[Stored items]

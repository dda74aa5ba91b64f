use anyhow::Context;
use rental_market::config::AppConfig;
use rental_market::notify::{ConsoleMailer, HttpMailer, Mailer, OutboxRelay};
use rental_market::store::RestStore;
use std::sync::Arc;
use tracing::{info, warn};
use tracing_subscriber::EnvFilter;

#[tokio::main]
async fn main() -> anyhow::Result<()> {
    tracing_subscriber::fmt()
        .with_env_filter(EnvFilter::try_from_default_env().unwrap_or_else(|_| EnvFilter::new("info")))
        .init();

    let once = std::env::args().skip(1).any(|arg| arg == "--once");

    let config = AppConfig::from_env().context("Failed to load configuration")?;
    let store = Arc::new(RestStore::new(&config.store).context("Failed to create store client")?);

    let mailer: Arc<dyn Mailer> = match &config.mailer.endpoint {
        Some(endpoint) => Arc::new(
            HttpMailer::new(endpoint.clone(), &config.mailer)
                .context("Failed to create mail client")?,
        ),
        None => {
            warn!("RENTAL_MAIL_ENDPOINT not set, emails will only be logged");
            Arc::new(ConsoleMailer::new())
        }
    };

    info!("📬 Rental market outbox relay");
    info!(
        mailer = mailer.name(),
        poll_secs = config.outbox.poll_interval_secs,
        batch_size = config.outbox.batch_size,
        max_attempts = config.outbox.max_attempts,
        "Relay configured"
    );

    let relay = OutboxRelay::new(store, mailer, config.outbox);

    if once {
        let report = relay.run_once().await.context("Outbox pass failed")?;
        info!("✅ Sent {} emails, {} failed", report.sent, report.failed);
        return Ok(());
    }

    relay
        .run_until(async {
            if let Err(e) = tokio::signal::ctrl_c().await {
                warn!(error = %e, "Failed to listen for shutdown signal");
                std::future::pending::<()>().await;
            }
        })
        .await;

    Ok(())
}
use crate::error::{Rejection, Result};
use crate::models::{
    AvailabilityStatus, NewProperty, Profile, Property, PropertyType, PropertyUpdate,
};
use crate::store::{PropertyFilter, PropertyStore};
use std::collections::BTreeSet;
use std::sync::Arc;
use tracing::info;
use uuid::Uuid;

/// What a provider fills in to list a property
#[derive(Debug, Clone, PartialEq)]
pub struct ListingDraft {
    pub title: String,
    pub description: String,
    pub location: String,
    pub price: i64,
    pub bedrooms: i32,
    pub bathrooms: i32,
    pub area: i32,
    pub property_type: PropertyType,
    pub contact_phone: Option<String>,
    /// Image URLs in display order; the first becomes the cover image
    pub images: Vec<String>,
    pub professional_domains: BTreeSet<String>,
    pub interests: BTreeSet<String>,
    pub lifestyle: BTreeSet<String>,
    pub amenities: BTreeSet<String>,
}

pub struct ListingService<S: ?Sized> {
    store: Arc<S>,
}

impl<S: PropertyStore + ?Sized> ListingService<S> {
    pub fn new(store: Arc<S>) -> Self {
        Self { store }
    }

    pub async fn search(&self, filter: &PropertyFilter) -> Result<Vec<Property>> {
        Ok(self.store.search_properties(filter).await?)
    }

    pub async fn get(&self, id: Uuid) -> Result<Property> {
        Ok(self
            .store
            .get_property(id)
            .await?
            .ok_or(Rejection::PropertyNotFound(id))?)
    }

    pub async fn listings_for_provider(&self, provider: &Profile) -> Result<Vec<Property>> {
        if !provider.is_provider() {
            return Err(Rejection::NotAProvider.into());
        }
        Ok(self.store.properties_by_provider(provider.id).await?)
    }

    /// New listings start available and unverified.
    pub async fn create_listing(&self, provider: &Profile, draft: ListingDraft) -> Result<Property> {
        if !provider.is_provider() {
            return Err(Rejection::NotAProvider.into());
        }

        let images: Vec<String> = draft
            .images
            .into_iter()
            .map(|url| url.trim().to_string())
            .filter(|url| !url.is_empty())
            .collect();

        let new_property = NewProperty {
            title: draft.title,
            description: draft.description,
            location: draft.location,
            price: draft.price,
            bedrooms: draft.bedrooms,
            bathrooms: draft.bathrooms,
            area: draft.area,
            property_type: draft.property_type,
            image_url: images.first().cloned(),
            contact_phone: draft.contact_phone.filter(|p| !p.trim().is_empty()),
            rent_provider_id: provider.id,
            availability_status: AvailabilityStatus::Available,
            is_verified: false,
            professional_domains: draft.professional_domains,
            interests: draft.interests,
            lifestyle: draft.lifestyle,
            amenities: draft.amenities,
        };

        let property = self.store.insert_property(new_property, images).await?;
        info!(
            property_id = %property.id,
            provider_id = %provider.id,
            images = property.images.len(),
            "Listed property"
        );
        Ok(property)
    }

    /// Edit a listing's details as its owner
    pub async fn update_listing(
        &self,
        provider: &Profile,
        property_id: Uuid,
        update: PropertyUpdate,
    ) -> Result<Property> {
        let current = self.owned(provider, property_id).await?;
        if update.is_empty() {
            return Ok(current);
        }
        let property = self.store.update_property(property_id, &update).await?;
        info!(%property_id, provider_id = %provider.id, "Listing updated");
        Ok(property)
    }

    pub async fn set_availability(
        &self,
        provider: &Profile,
        property_id: Uuid,
        status: AvailabilityStatus,
    ) -> Result<Property> {
        self.owned(provider, property_id).await?;
        let property = self.store.update_availability(property_id, status).await?;
        info!(%property_id, %status, "Availability updated");
        Ok(property)
    }

    pub async fn delete_listing(&self, provider: &Profile, property_id: Uuid) -> Result<()> {
        self.owned(provider, property_id).await?;
        if self.store.delete_property(property_id).await? {
            info!(%property_id, "Deleted listing");
        }
        Ok(())
    }

    async fn owned(&self, provider: &Profile, property_id: Uuid) -> Result<Property> {
        if !provider.is_provider() {
            return Err(Rejection::NotAProvider.into());
        }
        let property = self
            .store
            .get_property(property_id)
            .await?
            .ok_or(Rejection::PropertyNotFound(property_id))?;
        if property.rent_provider_id != Some(provider.id) {
            return Err(Rejection::NotOwner(property_id).into());
        }
        Ok(property)
    }
}
use chrono::{DateTime, NaiveDate, Utc};
use serde::{Deserialize, Deserializer, Serialize};
use std::collections::BTreeSet;
use std::fmt;
use uuid::Uuid;

/// Account role, fixed at signup
#[derive(Debug, Clone, Copy, Serialize, Deserialize, PartialEq, Eq)]
#[serde(rename_all = "snake_case")]
pub enum UserRole {
    User,
    RentProvider,
}

/// Listing category
#[derive(Debug, Clone, Copy, Serialize, Deserialize, PartialEq, Eq)]
pub enum PropertyType {
    Apartment,
    Villa,
    #[serde(rename = "Independent House")]
    IndependentHouse,
    Studio,
    Penthouse,
    #[serde(rename = "PG/Co-Living")]
    PgCoLiving,
    #[serde(rename = "Serviced Apartment")]
    ServicedApartment,
}

impl PropertyType {
    /// Label as stored in the `type` column
    pub fn as_str(self) -> &'static str {
        match self {
            Self::Apartment => "Apartment",
            Self::Villa => "Villa",
            Self::IndependentHouse => "Independent House",
            Self::Studio => "Studio",
            Self::Penthouse => "Penthouse",
            Self::PgCoLiving => "PG/Co-Living",
            Self::ServicedApartment => "Serviced Apartment",
        }
    }
}

#[derive(Debug, Clone, Copy, Serialize, Deserialize, PartialEq, Eq)]
#[serde(rename_all = "snake_case")]
pub enum AvailabilityStatus {
    Available,
    Rented,
    Maintenance,
}

impl AvailabilityStatus {
    pub fn as_str(self) -> &'static str {
        match self {
            Self::Available => "available",
            Self::Rented => "rented",
            Self::Maintenance => "maintenance",
        }
    }
}

impl fmt::Display for AvailabilityStatus {
    fn fmt(&self, f: &mut fmt::Formatter<'_>) -> fmt::Result {
        f.write_str(self.as_str())
    }
}

/// Booking lifecycle state
#[derive(Debug, Clone, Copy, Serialize, Deserialize, PartialEq, Eq, Hash)]
#[serde(rename_all = "snake_case")]
pub enum BookingStatus {
    Pending,
    Confirmed,
    Cancelled,
}

impl BookingStatus {
    pub fn as_str(self) -> &'static str {
        match self {
            Self::Pending => "pending",
            Self::Confirmed => "confirmed",
            Self::Cancelled => "cancelled",
        }
    }
}

impl fmt::Display for BookingStatus {
    fn fmt(&self, f: &mut fmt::Formatter<'_>) -> fmt::Result {
        f.write_str(self.as_str())
    }
}

/// Image attached to a listing, ordered by `display_order`
#[derive(Debug, Clone, Serialize, Deserialize, PartialEq)]
pub struct PropertyImage {
    pub image_url: String,
    #[serde(default)]
    pub display_order: i32,
}

/// Core property data model
#[derive(Debug, Clone, Serialize, Deserialize)]
pub struct Property {
    pub id: Uuid,
    pub title: String,
    #[serde(default, deserialize_with = "null_as_default")]
    pub description: String,
    pub location: String,
    /// Monthly rent in whole currency units
    pub price: i64,
    pub bedrooms: i32,
    pub bathrooms: i32,
    pub area: i32,
    #[serde(rename = "type")]
    pub property_type: PropertyType,
    pub image_url: Option<String>,
    #[serde(
        default,
        rename = "property_images",
        deserialize_with = "null_as_default",
        skip_serializing
    )]
    pub images: Vec<PropertyImage>,
    pub availability_status: AvailabilityStatus,
    pub rent_provider_id: Option<Uuid>,
    #[serde(default, deserialize_with = "null_as_default")]
    pub professional_domains: BTreeSet<String>,
    #[serde(default, deserialize_with = "null_as_default")]
    pub interests: BTreeSet<String>,
    #[serde(default, deserialize_with = "null_as_default")]
    pub lifestyle: BTreeSet<String>,
    #[serde(default, deserialize_with = "null_as_default")]
    pub amenities: BTreeSet<String>,
    #[serde(default, deserialize_with = "null_as_default")]
    pub is_verified: bool,
    pub rating: Option<f64>,
    pub contact_phone: Option<String>,
    pub created_at: DateTime<Utc>,
}

impl Property {
    /// Embedded images sorted by display order
    pub fn sort_images(&mut self) {
        self.images.sort_by_key(|image| image.display_order);
    }
}

/// Insert payload for `properties`
#[derive(Debug, Clone, Serialize)]
pub struct NewProperty {
    pub title: String,
    pub description: String,
    pub location: String,
    pub price: i64,
    pub bedrooms: i32,
    pub bathrooms: i32,
    pub area: i32,
    #[serde(rename = "type")]
    pub property_type: PropertyType,
    pub image_url: Option<String>,
    pub contact_phone: Option<String>,
    pub rent_provider_id: Uuid,
    pub availability_status: AvailabilityStatus,
    pub is_verified: bool,
    pub professional_domains: BTreeSet<String>,
    pub interests: BTreeSet<String>,
    pub lifestyle: BTreeSet<String>,
    pub amenities: BTreeSet<String>,
}

/// Listing fields the owning provider may edit; `None` leaves a field as is
#[derive(Debug, Clone, Default, Serialize, PartialEq)]
pub struct PropertyUpdate {
    #[serde(skip_serializing_if = "Option::is_none")]
    pub title: Option<String>,
    #[serde(skip_serializing_if = "Option::is_none")]
    pub description: Option<String>,
    #[serde(skip_serializing_if = "Option::is_none")]
    pub location: Option<String>,
    #[serde(skip_serializing_if = "Option::is_none")]
    pub price: Option<i64>,
    #[serde(skip_serializing_if = "Option::is_none")]
    pub bedrooms: Option<i32>,
    #[serde(skip_serializing_if = "Option::is_none")]
    pub bathrooms: Option<i32>,
    #[serde(skip_serializing_if = "Option::is_none")]
    pub area: Option<i32>,
    #[serde(rename = "type", skip_serializing_if = "Option::is_none")]
    pub property_type: Option<PropertyType>,
    #[serde(skip_serializing_if = "Option::is_none")]
    pub image_url: Option<String>,
    #[serde(skip_serializing_if = "Option::is_none")]
    pub contact_phone: Option<String>,
    #[serde(skip_serializing_if = "Option::is_none")]
    pub availability_status: Option<AvailabilityStatus>,
}

impl PropertyUpdate {
    pub fn is_empty(&self) -> bool {
        *self == Self::default()
    }

    /// Apply the set fields to a row
    pub fn apply(&self, property: &mut Property) {
        if let Some(title) = &self.title {
            property.title = title.clone();
        }
        if let Some(description) = &self.description {
            property.description = description.clone();
        }
        if let Some(location) = &self.location {
            property.location = location.clone();
        }
        if let Some(price) = self.price {
            property.price = price;
        }
        if let Some(bedrooms) = self.bedrooms {
            property.bedrooms = bedrooms;
        }
        if let Some(bathrooms) = self.bathrooms {
            property.bathrooms = bathrooms;
        }
        if let Some(area) = self.area {
            property.area = area;
        }
        if let Some(property_type) = self.property_type {
            property.property_type = property_type;
        }
        if let Some(image_url) = &self.image_url {
            property.image_url = Some(image_url.clone());
        }
        if let Some(contact_phone) = &self.contact_phone {
            property.contact_phone = Some(contact_phone.clone());
        }
        if let Some(status) = self.availability_status {
            property.availability_status = status;
        }
    }
}

#[derive(Debug, Clone, Serialize, Deserialize, PartialEq)]
pub struct Profile {
    pub id: Uuid,
    pub email: String,
    pub full_name: Option<String>,
    pub phone: Option<String>,
    pub role: UserRole,
    pub avatar_url: Option<String>,
}

impl Profile {
    pub fn is_provider(&self) -> bool {
        self.role == UserRole::RentProvider
    }

    /// Name shown in emails, falling back to the email address
    pub fn display_name(&self) -> &str {
        self.full_name
            .as_deref()
            .filter(|name| !name.trim().is_empty())
            .unwrap_or(&self.email)
    }
}

/// The only profile fields a user may change
#[derive(Debug, Clone, Default, Serialize, PartialEq)]
pub struct ProfileUpdate {
    #[serde(skip_serializing_if = "Option::is_none")]
    pub full_name: Option<String>,
    #[serde(skip_serializing_if = "Option::is_none")]
    pub phone: Option<String>,
}

#[derive(Debug, Clone, Serialize, Deserialize, PartialEq)]
pub struct Booking {
    pub id: Uuid,
    pub property_id: Uuid,
    pub user_id: Uuid,
    pub rent_provider_id: Uuid,
    pub start_date: NaiveDate,
    pub end_date: NaiveDate,
    pub total_amount: f64,
    pub message: Option<String>,
    pub status: BookingStatus,
    pub created_at: DateTime<Utc>,
}

impl Booking {
    /// Half-open `[start, end)` overlap with another date range
    pub fn overlaps(&self, start: NaiveDate, end: NaiveDate) -> bool {
        self.status != BookingStatus::Cancelled && self.start_date < end && start < self.end_date
    }
}

/// Insert payload for `bookings`
#[derive(Debug, Clone, Serialize, PartialEq)]
pub struct NewBooking {
    pub property_id: Uuid,
    pub user_id: Uuid,
    pub rent_provider_id: Uuid,
    pub start_date: NaiveDate,
    pub end_date: NaiveDate,
    pub total_amount: f64,
    pub message: Option<String>,
    pub status: BookingStatus,
}

#[derive(Debug, Clone, Serialize, Deserialize, PartialEq)]
pub struct PropertySummary {
    pub id: Uuid,
    pub title: String,
    pub location: String,
}

#[derive(Debug, Clone, Default, Serialize, Deserialize, PartialEq)]
pub struct ContactSummary {
    #[serde(default)]
    pub email: Option<String>,
    #[serde(default)]
    pub full_name: Option<String>,
}

/// Booking joined with its property and both parties
#[derive(Debug, Clone, Serialize, Deserialize, PartialEq)]
pub struct BookingDetails {
    #[serde(flatten)]
    pub booking: Booking,
    pub property: Option<PropertySummary>,
    pub user_profile: Option<ContactSummary>,
    pub provider_profile: Option<ContactSummary>,
}

/// Star rating, always within 1..=5
#[derive(Debug, Clone, Copy, Serialize, Deserialize, PartialEq, Eq, PartialOrd, Ord)]
#[serde(try_from = "u8", into = "u8")]
pub struct Rating(u8);

impl Rating {
    pub const MIN: u8 = 1;
    pub const MAX: u8 = 5;

    pub fn get(self) -> u8 {
        self.0
    }
}

impl TryFrom<u8> for Rating {
    type Error = String;

    fn try_from(value: u8) -> Result<Self, Self::Error> {
        if (Self::MIN..=Self::MAX).contains(&value) {
            Ok(Self(value))
        } else {
            Err(format!("rating must be between 1 and 5, got {value}"))
        }
    }
}

impl From<Rating> for u8 {
    fn from(rating: Rating) -> Self {
        rating.0
    }
}

#[derive(Debug, Clone, Serialize, Deserialize, PartialEq)]
pub struct Review {
    pub id: Uuid,
    pub property_id: Uuid,
    pub user_id: Uuid,
    pub rating: Rating,
    pub comment: Option<String>,
    pub created_at: DateTime<Utc>,
    pub updated_at: Option<DateTime<Utc>>,
}

#[derive(Debug, Clone, Serialize, PartialEq)]
pub struct NewReview {
    pub property_id: Uuid,
    pub user_id: Uuid,
    pub rating: Rating,
    pub comment: Option<String>,
}

#[derive(Debug, Clone, Serialize, Deserialize, PartialEq, Eq, Hash)]
pub struct Favorite {
    pub user_id: Uuid,
    pub property_id: Uuid,
}

/// In-app notification, written by server-side triggers
#[derive(Debug, Clone, Serialize, Deserialize, PartialEq)]
pub struct Notification {
    pub id: Uuid,
    pub user_id: Uuid,
    #[serde(rename = "type")]
    pub kind: String,
    pub title: String,
    pub message: String,
    pub link: Option<String>,
    #[serde(default)]
    pub is_read: bool,
    pub created_at: DateTime<Utc>,
}

#[derive(Debug, Clone, Copy, Serialize, Deserialize, PartialEq, Eq)]
#[serde(rename_all = "snake_case")]
pub enum DeliveryStatus {
    Pending,
    Sent,
    Failed,
}

impl DeliveryStatus {
    pub fn as_str(self) -> &'static str {
        match self {
            Self::Pending => "pending",
            Self::Sent => "sent",
            Self::Failed => "failed",
        }
    }
}

/// Queued notification email and its delivery state
#[derive(Debug, Clone, Serialize, Deserialize, PartialEq)]
pub struct OutboxMessage {
    pub id: Uuid,
    pub recipient: String,
    pub subject: String,
    pub html: String,
    pub status: DeliveryStatus,
    pub attempts: u32,
    pub last_error: Option<String>,
    pub created_at: DateTime<Utc>,
    pub updated_at: Option<DateTime<Utc>>,
}

#[derive(Debug, Clone, Serialize, PartialEq)]
pub struct NewOutboxMessage {
    pub recipient: String,
    pub subject: String,
    pub html: String,
    pub status: DeliveryStatus,
    pub attempts: u32,
}

/// Treats an explicit `null` like a missing field
fn null_as_default<'de, D, T>(deserializer: D) -> Result<T, D::Error>
where
    D: Deserializer<'de>,
    T: Default + Deserialize<'de>,
{
    Ok(Option::<T>::deserialize(deserializer)?.unwrap_or_default())
}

§ **Your objective**: Going through the records above, count the lines that hold the string "fields" and give only the total.

§ **Task response**: 3